Monday, August 12, 2013

Republican blocking minority and "macroprudential policies"

Synthesis Lost by Krugman
... 
First of all, the liquidity trap is real; conventional monetary policy, it turns out, can’t deal with really large negative shocks to demand. We can argue endlessly about whether unconventional monetary policy could do the trick, if only the Fed did it on a truly huge scale; but the fact is that the Fed hasn’t ever been willing, or felt that it had sufficient political room, to do that experiment. 
Second, while the evidence from austerity programs strongly suggests that fiscal policy does in fact work, with multipliers well above one, the political economy of policy turns out to make an effective fiscal response to depression very difficult. 
So the neoclassical synthesis — the idea that we can use monetary and fiscal policy to make the world safe for laissez-faire everywhere else — has failed the test. What does this mean? 

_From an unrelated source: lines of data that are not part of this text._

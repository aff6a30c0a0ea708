use serde::{Deserialize, Serialize};

use crate::errors::AddressError;

/// Default host control-plane ports.
pub const DEFAULT_HTTP_PORT: u16 = 47989;
pub const DEFAULT_HTTPS_PORT: u16 = 47984;

// MARK: - AddressTuple

/// One reachable address for a streaming host: bare address plus port.
///
/// Bracketed IPv6 literals (`[fe80::1]`) are unwrapped on construction so the
/// stored address is always the bare form; `Display` re-adds the brackets.
#[derive(Debug, Clone, PartialEq, Eq, Hash, Serialize, Deserialize)]
pub struct AddressTuple {
    pub address: String,
    pub port: u16,
}

impl AddressTuple {
    pub fn new(address: impl Into<String>, port: u16) -> Result<Self, AddressError> {
        let mut address = address.into();
        if address.is_empty() {
            return Err(AddressError::EmptyAddress);
        }
        if port == 0 {
            return Err(AddressError::InvalidPort { port: 0 });
        }

        // If this was an escaped IPv6 address, remove the brackets
        if address.starts_with('[') && address.ends_with(']') {
            address = address[1..address.len() - 1].to_owned();
        }

        Ok(Self { address, port })
    }
}

impl std::fmt::Display for AddressTuple {
    fn fmt(&self, f: &mut std::fmt::Formatter<'_>) -> std::fmt::Result {
        if self.address.contains(':') {
            // IPv6
            write!(f, "[{}]:{}", self.address, self.port)
        } else {
            // IPv4 and hostnames
            write!(f, "{}:{}", self.address, self.port)
        }
    }
}

// MARK: - PairState

/// Terminal states of one pairing attempt. Only `Paired`/`NotPaired` survive
/// beyond the attempt itself.
#[derive(Debug, Clone, Copy, PartialEq, Eq)]
pub enum PairState {
    NotPaired,
    Paired,
    PinWrong,
    Failed,
    AlreadyInProgress,
}

// MARK: - State / Reachability

#[derive(Debug, Clone, Copy, PartialEq, Eq, Default)]
pub enum State {
    Online,
    Offline,
    #[default]
    Unknown,
}

/// Which address class last answered a poll.
#[derive(Debug, Clone, Copy, PartialEq, Eq)]
pub enum Reachability {
    Local,
    Remote,
    Unknown,
}

// MARK: - ComputerDetails

/// Identity and state for one remote streaming host.
///
/// The persistent fields survive in the computer store; the transient fields
/// are refreshed by every poll and start out empty/`Unknown` when a host is
/// loaded from disk.
#[derive(Debug, Clone, Default)]
pub struct ComputerDetails {
    // Persistent attributes
    pub uuid: Option<String>,
    pub name: String,
    pub local_address: Option<AddressTuple>,
    pub remote_address: Option<AddressTuple>,
    pub manual_address: Option<AddressTuple>,
    pub ipv6_address: Option<AddressTuple>,
    pub mac_address: Option<String>,
    /// DER-encoded pinned server certificate; absent until paired.
    pub server_cert: Option<Vec<u8>>,

    // Transient attributes
    pub state: State,
    pub active_address: Option<AddressTuple>,
    pub https_port: u16,
    pub external_port: u16,
    pub pair_state: Option<PairState>,
    pub running_game_id: i32,
    pub raw_app_list: Option<String>,
}

/// MAC placeholder some hosts report before their NIC is enumerated. Carries
/// no information, so it must never replace a real stored MAC.
const ZERO_MAC: &str = "00:00:00:00:00:00";

impl ComputerDetails {
    pub fn new() -> Self {
        Self::default()
    }

    /// Best guess at the port a remote (WAN) client should target.
    pub fn guess_external_port(&self) -> u16 {
        if self.external_port != 0 {
            self.external_port
        } else if let Some(remote) = &self.remote_address {
            remote.port
        } else if let Some(active) = &self.active_address {
            active.port
        } else if let Some(ipv6) = &self.ipv6_address {
            ipv6.port
        } else if let Some(local) = &self.local_address {
            local.port
        } else {
            DEFAULT_HTTP_PORT
        }
    }

    /// Which address class the last successful poll went through.
    pub fn reachability(&self) -> Reachability {
        match &self.active_address {
            Some(active) if Some(active) == self.local_address.as_ref() => Reachability::Local,
            Some(_) => Reachability::Remote,
            None => Reachability::Unknown,
        }
    }

    /// Merge a freshly-polled instance into this (possibly persisted) one.
    ///
    /// This is the single reconciliation path for poll results: new non-empty
    /// values win, but trust material (server cert, MAC) from a previous pair
    /// is retained when the new poll lacks it. A transient poll failure must
    /// never erase established trust.
    pub fn update(&mut self, details: &ComputerDetails) {
        self.state = details.state;
        self.name = details.name.clone();
        if details.uuid.is_some() {
            self.uuid = details.uuid.clone();
        }
        if details.active_address.is_some() {
            self.active_address = details.active_address.clone();
        }
        // IPv4 loopback shows up here when the host is reached through a
        // local IPv6 forwarder; it is not a usable local address.
        if let Some(local) = &details.local_address {
            if !local.address.starts_with("127.") {
                self.local_address = Some(local.clone());
            }
        }
        if details.remote_address.is_some() {
            self.remote_address = details.remote_address.clone();
        } else if let Some(remote) = &mut self.remote_address {
            if details.external_port != 0 {
                // We already learned a remote address (perhaps via STUN) but
                // this poll didn't carry one. The polled external port is
                // still fresher than whatever we guessed before.
                remote.port = details.external_port;
            }
        }
        if details.manual_address.is_some() {
            self.manual_address = details.manual_address.clone();
        }
        if details.ipv6_address.is_some() {
            self.ipv6_address = details.ipv6_address.clone();
        }
        match &details.mac_address {
            Some(mac) if mac != ZERO_MAC => self.mac_address = Some(mac.clone()),
            _ => {}
        }
        if details.server_cert.is_some() {
            self.server_cert = details.server_cert.clone();
        }
        self.external_port = details.external_port;
        self.https_port = details.https_port;
        self.pair_state = details.pair_state;
        self.running_game_id = details.running_game_id;
        if details.raw_app_list.is_some() {
            self.raw_app_list = details.raw_app_list.clone();
        }
    }
}

impl std::fmt::Display for ComputerDetails {
    fn fmt(&self, f: &mut std::fmt::Formatter<'_>) -> std::fmt::Result {
        writeln!(f, "Name: {}", self.name)?;
        writeln!(f, "State: {:?}", self.state)?;
        writeln!(f, "UUID: {:?}", self.uuid)?;
        writeln!(f, "Active Address: {:?}", self.active_address)?;
        writeln!(f, "Local Address: {:?}", self.local_address)?;
        writeln!(f, "Remote Address: {:?}", self.remote_address)?;
        writeln!(f, "Manual Address: {:?}", self.manual_address)?;
        writeln!(f, "IPv6 Address: {:?}", self.ipv6_address)?;
        writeln!(f, "MAC Address: {:?}", self.mac_address)?;
        writeln!(f, "Pair State: {:?}", self.pair_state)?;
        writeln!(f, "Running Game ID: {}", self.running_game_id)?;
        write!(f, "HTTPS Port: {}", self.https_port)
    }
}

// MARK: - AppEntry

/// One launchable application as reported by the host's app list.
#[derive(Debug, Clone, PartialEq, Eq)]
pub struct AppEntry {
    pub id: i32,
    pub title: String,
    pub hdr_supported: bool,
}

// MARK: - SessionKeyMaterial

/// Symmetric key and identifier authenticating the binary control/media
/// channels to one launched game session. Threaded through the launch/resume
/// HTTP calls and the control-stream handshake.
#[derive(Debug, Clone, PartialEq, Eq)]
pub struct SessionKeyMaterial {
    pub ri_key: [u8; 16],
    pub ri_key_id: i32,
}

impl SessionKeyMaterial {
    pub fn generate() -> Self {
        use rand::Rng;

        let mut rng = rand::thread_rng();
        let mut ri_key = [0u8; 16];
        rng.fill(&mut ri_key);
        Self {
            ri_key,
            ri_key_id: rng.gen(),
        }
    }
}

At the very least it means that we need “macroprudential” policies — regulations and taxes designed to limit the risk of crisis — even during good years, because we now know that we can’t count on an effective cleanup when crisis strikes. And I don’t just mean banking regulation; as the authors of the linked paper say, the logic of this argument calls for policies that discourage leverage in general, capital controls to limit foreign borrowing, and more. 
What’s more, you have to ask why, if markets are imperfect enough to generate the massive waste we’ve seen since 2008, we should believe that they get everything else right. I’ve always considered myself a free-market Keynesian — basically, a believer in Samuelson’s synthesis. But I’m far less sure of that position than I used to be.